Der früheste Hinweis auf das Leiden datiert aus dem Jahr 1552 v. Chr. und steht im »Papyrus Ebers«. Dieses Dokument wurde von dem deutschen Archäologen Georg Ebers (1837-1898) im oberägyptischen Luxor entdeckt. Die mehr als 20 Meter lange Rolle birgt ein »Buch über die Herstellung von Medizin für alle Teile des menschlichen Körpers«. Unter den Hunderten von Rezepten sind auch sechs gegen eine vermehrte Ausscheidung von Harn als charakteristischem Symptom der Zuckerkrankheit. Eine der dort aufgeführten Rezepturen: Weizengrütze mit Gummi, Ocker und Wasser gemischt. Hilfe dürfte sie dem Patienten wohl kaum gebracht haben.
Auch griechische und römische Ärzte der Antike oder früher Epochen in China und Indien haben Aufzeichnungen über den Diabetes hinterlassen. Eine der besten Beschreibungen aus jener Zeit stammt von dem Arzt Aretaios (ca. 81-138 n. Chr.) aus Kappadokien, einer Gebirgslandschaft im östlichen Kleinasien. Er schildert den Verlauf der unbehandelten Krankheit so: »Diabetes ist eine seltsame Erkrankung, die nicht sehr häufig unter den Menschen auftritt. Fleisch und Bein schmelzen zu Urin zusammen. Die Kranken hören niemals auf, Flüssigkeit abzugeben. Die Flut ist nicht zu stoppen, als ob eine Wasserleitung geöffnet worden wäre. Das Leben ist kurz, elend und schmerzvoll, der Durst unstillbar. Man kann sie weder davon abhalten, zu trinken, noch Wasser zu lassen. Wenn sie wirklich eine Zeit lang aufhören zu trinken, wird ihr Mund ausgedörrt und ihr Körper trocken. Ihre Eingeweide erscheinen wie vertrocknet. Die Kranken werden von Erbrechen, Unruhe und brennendem Durst gepeinigt, und nach kurzer Zeit sterben sie.«
Wie die Ursache des Diabetes erforscht wurde
Den Begriff »Diabetes« gab es also schon damals. Später wurde er durch den Zusatz »mellitus« ergänzt. Sinngemäß bedeutet die vollständige und heute allgemein übliche wissenschaftliche Bezeichnung »Diabetes mellitus« so viel wie »Durchlauf honigsüßen Urins«.
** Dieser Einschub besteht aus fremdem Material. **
use axum::{
    extract::Request,
    http::{HeaderMap, HeaderValue},
    middleware::Next,
    response::Response,
};
use uuid::Uuid;

const REQUEST_ID_HEADER: &str = "x-request-id";
const MAX_REQUEST_ID_LEN: usize = 128;

/// Correlation id for one API call; echoed in every response `meta`.
#[derive(Debug, Clone)]
pub struct RequestId(pub String);

/// Tags each request with a [`RequestId`] extension and mirrors it in the
/// `x-request-id` response header. A caller-supplied id is kept when it is
/// non-empty printable ASCII of reasonable length; otherwise a UUID v4 is
/// generated.
pub async fn request_id(mut req: Request, next: Next) -> Response {
    let id = incoming_id(req.headers()).unwrap_or_else(|| Uuid::new_v4().to_string());
    tracing::debug!(request_id = %id, method = %req.method(), path = %req.uri().path(), "request");

    req.extensions_mut().insert(RequestId(id.clone()));
    let mut res = next.run(req).await;

    if let Ok(val) = HeaderValue::from_str(&id) {
        res.headers_mut().insert(REQUEST_ID_HEADER, val);
    }
    res
}

fn incoming_id(headers: &HeaderMap) -> Option<String> {
    let raw = headers.get(REQUEST_ID_HEADER)?.to_str().ok()?.trim();
    let usable = !raw.is_empty()
        && raw.len() <= MAX_REQUEST_ID_LEN
        && raw.bytes().all(|b| b.is_ascii_graphic());
    usable.then(|| raw.to_string())
}

#[cfg(test)]
mod tests {
    use super::*;

    fn headers(value: &str) -> HeaderMap {
        let mut headers = HeaderMap::new();
        headers.insert(REQUEST_ID_HEADER, HeaderValue::from_str(value).expect("header"));
        headers
    }

    #[test]
    fn keeps_a_well_formed_incoming_id() {
        assert_eq!(incoming_id(&headers(" req-42 ")), Some("req-42".to_string()));
    }

    #[test]
    fn ignores_missing_blank_or_oversized_ids() {
        assert_eq!(incoming_id(&HeaderMap::new()), None);
        assert_eq!(incoming_id(&headers("   ")), None);
        assert_eq!(incoming_id(&headers("has space")), None);
        assert_eq!(incoming_id(&headers(&"x".repeat(129))), None);
    }
}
Über die Ursachen des Diabetes mellitus wurde jahrhundertelang nur gerätselt. So vermutete der in der Schweiz lebende Mediziner Theophrastus Bombastus von Hohenheim (1493-1541), der sich selbst Paracelsus nannte, den Grund für den unstillbaren Durst im »trockenen Salz Tartarus«. Er verordnete seinen Patienten strenge Hungerkuren dagegen.
Die grundlegend richtige Erkenntnis über den Zusammenhang zwischen Funktion der Bauchspeicheldrüse und dem Entstehen der Zuckerkrankheit gewannen erst Joseph Freiherr von Mering (1849-1908) und Oskar Minkowski (1858-1931), die an der Universität Straßburg forschten.
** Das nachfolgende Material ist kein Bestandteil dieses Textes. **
use serde::{Deserialize, Serialize};

/// Lifecycle state of one city's discovery.
#[derive(Debug, Clone, Copy, PartialEq, Eq, Hash, Serialize, Deserialize)]
#[serde(rename_all = "snake_case")]
pub enum ProcessStatus {
    Idle,
    ScanningPincodes,
    AwaitingConfirmation,
    ScanningCenters,
    Completed,
    Stopped,
    Error,
}

impl ProcessStatus {
    /// A background query may be in flight.
    #[must_use]
    pub fn is_processing(self) -> bool {
        matches!(self, Self::ScanningPincodes | Self::ScanningCenters)
    }

    /// Resettable end states.
    #[must_use]
    pub fn is_terminal(self) -> bool {
        matches!(self, Self::Completed | Self::Stopped | Self::Error)
    }

    #[must_use]
    pub fn as_str(self) -> &'static str {
        match self {
            Self::Idle => "idle",
            Self::ScanningPincodes => "scanning_pincodes",
            Self::AwaitingConfirmation => "awaiting_confirmation",
            Self::ScanningCenters => "scanning_centers",
            Self::Completed => "completed",
            Self::Stopped => "stopped",
            Self::Error => "error",
        }
    }
}

impl std::fmt::Display for ProcessStatus {
    fn fmt(&self, f: &mut std::fmt::Formatter<'_>) -> std::fmt::Result {
        f.write_str(self.as_str())
    }
}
Zur Vorbereitung von Versuchen über die Resorption (Aufnahme) von Fett entfernten sie einem Hund die Bauchspeicheldrüse. Daraufhin änderte das einst stubenreine Tier sein Verhalten. Es entleerte nun seine Blase im Labor, und das in auffallend großen Mengen. »Einer momentanen Eingebung folgend, sammelte ich mit einer Pipette einige Kubikzentimeter des auf den Fußboden entleerten Urins und untersuchte ihn auf Zucker. Es gab eine sehr starke Reduktion (ein typisches chemisches Verhalten bestimmter Zucker) und ich konnte feststellen, dass er mehr als zehn Prozent Zucker enthielt«, erinnerte sich Oskar Minkowski an die entscheidende Idee.
Im »Centralblatt für klinische Medizin« vom 8. Juni 1889 veröffentlichten die Wissenschaftler als Resümee ihrer Versuche: »Nach Exstirpation (Entfernung) des Pankreas tritt bei Hunden ein Diabetes mellitus auf. Derselbe beginnt einige Zeit nach der Operation und dauert wochenlang ohne Unterbrechung bis zum Tod der Tiere. Außer hohem Zuckergehalt im Harn beobachtet man Polyurie (krankhaft vermehrte Harnausscheidung), großen Durst, Heißhunger sowie starke Abmagerung und große Hinfälligkeit trotz reichlicher Nahrungszufuhr« - ganz genauso verlief die Zuckerkrankheit bei den Patienten, die damals noch nicht mit Insulin behandelt werden konnten.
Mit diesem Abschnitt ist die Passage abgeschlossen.